For starters, there are questions about the food contained in the yellow packages, up to as many as 15 different meals. Some of the items - rice, lentils, raisins and beans - are similar to the foods Afghans are used to eating.
But some of the other items are unfamiliar. The peanut butter, for example, seems more popular in the Afghan Foreign Ministry compound in Khojabahuddin, where many international journalists are staying, than with villagers.
"Ordinary Afghan people do not understand what to do with this food," says Wahidallah, a Foreign Ministry employee.
But Defense Department officials in Washington see it differently.
"Those are some lucky donkeys," says David Des Roches, the spokesman for the Defense Security Cooperation Agency, upon hearing of the expanded use of U.S. rations. "Peanut butter is a wonderful food that is high in protein," says Des Roches, whose agency is in charge of the food rations.
Each of the meals, drawn up with guidance from the Centers for Disease Control and Prevention, the Army's surgeon general and the United Nation's World Food Program, is designed as one day's healthy meal, carefully balanced among protein, fat and carbohydrates. The contents reflect the U.S. military's experience with food aid drops in Somalia and Bosnia.
During the Bosnian war, some Muslims wouldn't touch some of the airdropped food because it contained pork.
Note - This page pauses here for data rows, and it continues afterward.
//! EDIT command - Replace the text of a note.

use anyhow::Result;
use clap::Args;
use colored::Colorize;
use serde::Serialize;
use uuid::Uuid;

use super::{ActionResponse, HumanReadable, Session, make_request, output};

/// Arguments for the edit command.
#[derive(Args)]
pub struct EditArgs {
    /// Note ID to edit
    pub note_id: Uuid,

    /// New note text
    pub text: String,
}

#[derive(Serialize)]
#[serde(rename_all = "camelCase")]
struct EditNoteRequest<'a> {
    text: String,
    requesting_user_email: &'a str,
}

impl HumanReadable for ActionResponse {
    fn print_human(&self) {
        if self.success {
            println!("{}", self.message.green().bold());
        } else {
            println!("{}", self.message.red().bold());
        }
    }
}

/// Execute the edit command.
pub async fn execute(session: &Session, args: EditArgs) -> Result<()> {
    let email = session.require_email()?;
    let url = session.url(&format!("/api/notes/{}", args.note_id));
    let request_body = EditNoteRequest {
        text: args.text,
        requesting_user_email: email,
    };

    let response: ActionResponse =
        make_request(session.client.put(&url).json(&request_body)).await?;

    output(&response, session.human)
}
In Somalia, food parcels were so rich they made the critically malnourished even sicker.
"We realized we needed something that could provide all the vitamins, contain no animal products and be acceptable to any ethnic group," Des Roches says.
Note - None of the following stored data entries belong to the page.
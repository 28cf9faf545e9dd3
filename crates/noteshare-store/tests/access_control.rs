//! Sharing rules exercised end to end over the in-memory store.

use std::sync::Arc;

use noteshare_core::{AccessPolicy, DeletePolicy, Email, NoteId, Operation};
use noteshare_store::{AccessControlledNoteStore, AccessError, DocumentStore, MemoryStore};

fn setup() -> (Arc<MemoryStore>, AccessControlledNoteStore) {
    let backend = Arc::new(MemoryStore::new());
    let notes = AccessControlledNoteStore::new(backend.clone());
    (backend, notes)
}

fn email(s: &str) -> Email {
    Email::parse(s).unwrap()
}

#[tokio::test]
async fn owner_share_edit_delete_scenario() {
    let (backend, notes) = setup();

    let note = notes.create_note("a@x", "hi", &[]).await.unwrap();
    assert_eq!(note.owner_email, email("a@x"));
    assert!(note.shared_with.is_empty());

    notes.share_note(note.id, "a@x", "b@x").await.unwrap();
    let stored = backend.find_by_id(note.id).await.unwrap().unwrap();
    assert_eq!(stored.shared_with.iter().collect::<Vec<_>>(), [&email("b@x")]);

    notes.edit_note_text(note.id, "b@x", "hi2").await.unwrap();
    let stored = backend.find_by_id(note.id).await.unwrap().unwrap();
    assert_eq!(stored.text, "hi2");
    assert_eq!(stored.owner_email, email("a@x"));
    assert_eq!(stored.created_at, note.created_at);

    let err = notes.delete_note(note.id, "c@x").await.unwrap_err();
    assert!(matches!(
        err,
        AccessError::Unauthorized {
            operation: Operation::Delete,
            ..
        }
    ));

    notes.delete_note(note.id, "b@x").await.unwrap();
    assert!(backend.find_by_id(note.id).await.unwrap().is_none());
}

#[tokio::test]
async fn created_note_is_listed_for_owner_only() {
    let (_backend, notes) = setup();
    let note = notes.create_note("a@x", "hi", &[]).await.unwrap();

    let owned = notes.list_notes_for("a@x").await.unwrap();
    assert!(owned.iter().any(|n| n.id == note.id));

    let unrelated = notes.list_notes_for("z@x").await.unwrap();
    assert!(unrelated.iter().all(|n| n.id != note.id));
}

#[tokio::test]
async fn shared_note_is_listed_for_target() {
    let (_backend, notes) = setup();
    let note = notes.create_note("a@x", "hi", &[]).await.unwrap();
    notes.share_note(note.id, "a@x", "b@x").await.unwrap();

    let listed = notes.list_notes_for("b@x").await.unwrap();
    assert_eq!(listed.len(), 1);
    assert_eq!(listed[0].id, note.id);
}

#[tokio::test]
async fn list_requires_requester() {
    let (_backend, notes) = setup();
    assert!(matches!(
        notes.list_notes_for("").await,
        Err(AccessError::InvalidRequest(_))
    ));
}

#[tokio::test]
async fn initial_share_list_is_honoured() {
    let (_backend, notes) = setup();
    let note = notes
        .create_note(
            "a@x",
            "hi",
            &["b@x".to_string(), "b@x".to_string(), "a@x".to_string()],
        )
        .await
        .unwrap();

    assert_eq!(note.shared_with.len(), 1);
    assert!(note.shared_with.contains(&email("b@x")));
    notes.edit_note_text(note.id, "b@x", "edited").await.unwrap();
}

#[tokio::test]
async fn share_is_idempotent() {
    let (backend, notes) = setup();
    let note = notes.create_note("a@x", "hi", &[]).await.unwrap();

    notes.share_note(note.id, "a@x", "b@x").await.unwrap();
    let once = backend.find_by_id(note.id).await.unwrap().unwrap();

    notes.share_note(note.id, "a@x", "b@x").await.unwrap();
    let twice = backend.find_by_id(note.id).await.unwrap().unwrap();

    assert_eq!(once.shared_with, twice.shared_with);
}

#[tokio::test]
async fn sharing_with_owner_is_a_no_op() {
    let (backend, notes) = setup();
    let note = notes.create_note("a@x", "hi", &[]).await.unwrap();

    notes.share_note(note.id, "a@x", "a@x").await.unwrap();
    let stored = backend.find_by_id(note.id).await.unwrap().unwrap();
    assert!(stored.shared_with.is_empty());
}

#[tokio::test]
async fn share_by_shared_member_is_unauthorized() {
    let (_backend, notes) = setup();
    let note = notes
        .create_note("a@x", "hi", &["b@x".to_string()])
        .await
        .unwrap();

    let err = notes.share_note(note.id, "b@x", "c@x").await.unwrap_err();
    assert!(matches!(
        err,
        AccessError::Unauthorized {
            operation: Operation::Share,
            ..
        }
    ));
}

#[tokio::test]
async fn stranger_cannot_edit_or_delete_regardless_of_payload() {
    let (backend, notes) = setup();
    let note = notes.create_note("a@x", "hi", &[]).await.unwrap();

    for text in ["", "new text", "   "] {
        let err = notes.edit_note_text(note.id, "c@x", text).await.unwrap_err();
        assert!(matches!(err, AccessError::Unauthorized { .. }));
    }
    let err = notes.delete_note(note.id, "c@x").await.unwrap_err();
    assert!(matches!(err, AccessError::Unauthorized { .. }));

    let stored = backend.find_by_id(note.id).await.unwrap().unwrap();
    assert_eq!(stored.text, "hi");
}

#[tokio::test]
async fn unknown_note_is_not_found_for_every_operation() {
    let (_backend, notes) = setup();
    notes.create_note("a@x", "hi", &[]).await.unwrap();

    for _ in 0..5 {
        let id = NoteId::new();
        assert!(matches!(
            notes.edit_note_text(id, "a@x", "x").await,
            Err(AccessError::NotFound(missing)) if missing == id
        ));
        assert!(matches!(
            notes.delete_note(id, "c@x").await,
            Err(AccessError::NotFound(_))
        ));
        assert!(matches!(
            notes.share_note(id, "c@x", "d@x").await,
            Err(AccessError::NotFound(_))
        ));
    }
}

#[tokio::test]
async fn owner_only_delete_policy() {
    let backend = Arc::new(MemoryStore::new());
    let notes = AccessControlledNoteStore::new(backend.clone()).with_policy(AccessPolicy {
        delete: DeletePolicy::OwnerOnly,
    });
    let note = notes
        .create_note("a@x", "hi", &["b@x".to_string()])
        .await
        .unwrap();

    assert!(matches!(
        notes.delete_note(note.id, "b@x").await,
        Err(AccessError::Unauthorized { .. })
    ));
    notes.edit_note_text(note.id, "b@x", "still editable").await.unwrap();
    notes.delete_note(note.id, "a@x").await.unwrap();
    assert!(backend.is_empty().await);
}

#[tokio::test]
async fn concurrent_shares_keep_every_target() {
    let backend = Arc::new(MemoryStore::new());
    let notes = Arc::new(AccessControlledNoteStore::new(backend.clone()));
    let id = notes.create_note("a@x", "hi", &[]).await.unwrap().id;

    let mut handles = Vec::new();
    for i in 0..20 {
        let notes = Arc::clone(&notes);
        handles.push(tokio::spawn(async move {
            let target = format!("user{}@x", i % 10);
            notes.share_note(id, "a@x", &target).await
        }));
    }
    for handle in handles {
        handle.await.unwrap().unwrap();
    }

    let stored = backend.find_by_id(id).await.unwrap().unwrap();
    assert_eq!(stored.shared_with.len(), 10);
}

#[tokio::test]
async fn concurrent_delete_and_edit_never_both_report_success_after_removal() {
    let backend = Arc::new(MemoryStore::new());
    let notes = Arc::new(AccessControlledNoteStore::new(backend.clone()));
    let id = notes
        .create_note("a@x", "hi", &["b@x".to_string()])
        .await
        .unwrap()
        .id;

    let deleter = {
        let notes = Arc::clone(&notes);
        tokio::spawn(async move { notes.delete_note(id, "a@x").await })
    };
    let editor = {
        let notes = Arc::clone(&notes);
        tokio::spawn(async move { notes.edit_note_text(id, "b@x", "hi2").await })
    };

    deleter.await.unwrap().unwrap();
    match editor.await.unwrap() {
        Ok(()) | Err(AccessError::NotFound(_)) => {}
        Err(other) => panic!("unexpected error: {other}"),
    }
    assert!(backend.find_by_id(id).await.unwrap().is_none());
}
Producing that product is not cheap: each packet costs roughly $4.25. Asked if a food so American as peanut butter is appropriate for Afghanistan, Des Roches points to the fact that Spam - introduced to parts of Asia and Britain during World War II - is now a staple in many diets.
"Once people are exposed to it," he says, "they may develop a taste for it."
Yet aid groups say distributing food aid by air - while well-intended - may not be the best thing for the most critically malnourished Afghans.
"If you would give peanut butter to a severely malnourished child, you are likely to do more harm than good," says Lucas Van den Broeck, executive director of the New York-based Action Against Hunger.
The group, which has 500 local staff in Afghanistan, estimates that some 10 percent of inhabitants are severely or moderately malnourished and thus too ill to eat regular food. They need a special formula of oil, soy and sugars that Action Against Hunger has developed over the years to combat starvation, staffers say.
"There is no substitute for this," says Van den Broeck, "It's like medicine."
The second quarrel many aid workers have with the U.S. military's air drops is that when the yellow packages are dropped out of boxes from the back of C-17 cargo planes, they flutter to the ground where anybody can pick them up. Usually, it is the strongest and fastest people who get to them first.
In the town of Dashti-Qala - where officials say about 80,000 are on the verge of starvation - a crowd of several hundred people crammed into a dusty alley outside the Shelter for Life International office, hoping for aid. None of them had received a food packet, and none had the 70 cents to buy one in the local market.
"I don't have a job, so I have to depend on this [aid] for food," says a man named Afsi, who says he and his family of five came to Dashti-Qala last year after Taliban troops occupied his town.
The other day, Shelter for Life was handing out a month's supply of cooking oil to 3,000 families, registered as displaced persons who have no other way of gathering food.
"This is a far more effective way of distributing food than dropping it from a plane," says John Weaver, the group's Afghanistan coordinator.
But many ordinary Afghan people, who survive on the meager humanitarian aid distributed by the few international relief agencies still operating in Afghanistan, cannot afford to be picky. Not even about peanut butter.
"People would eat the American food packages if they could get them," says a Foreign Ministry worker. "These people are very hungry."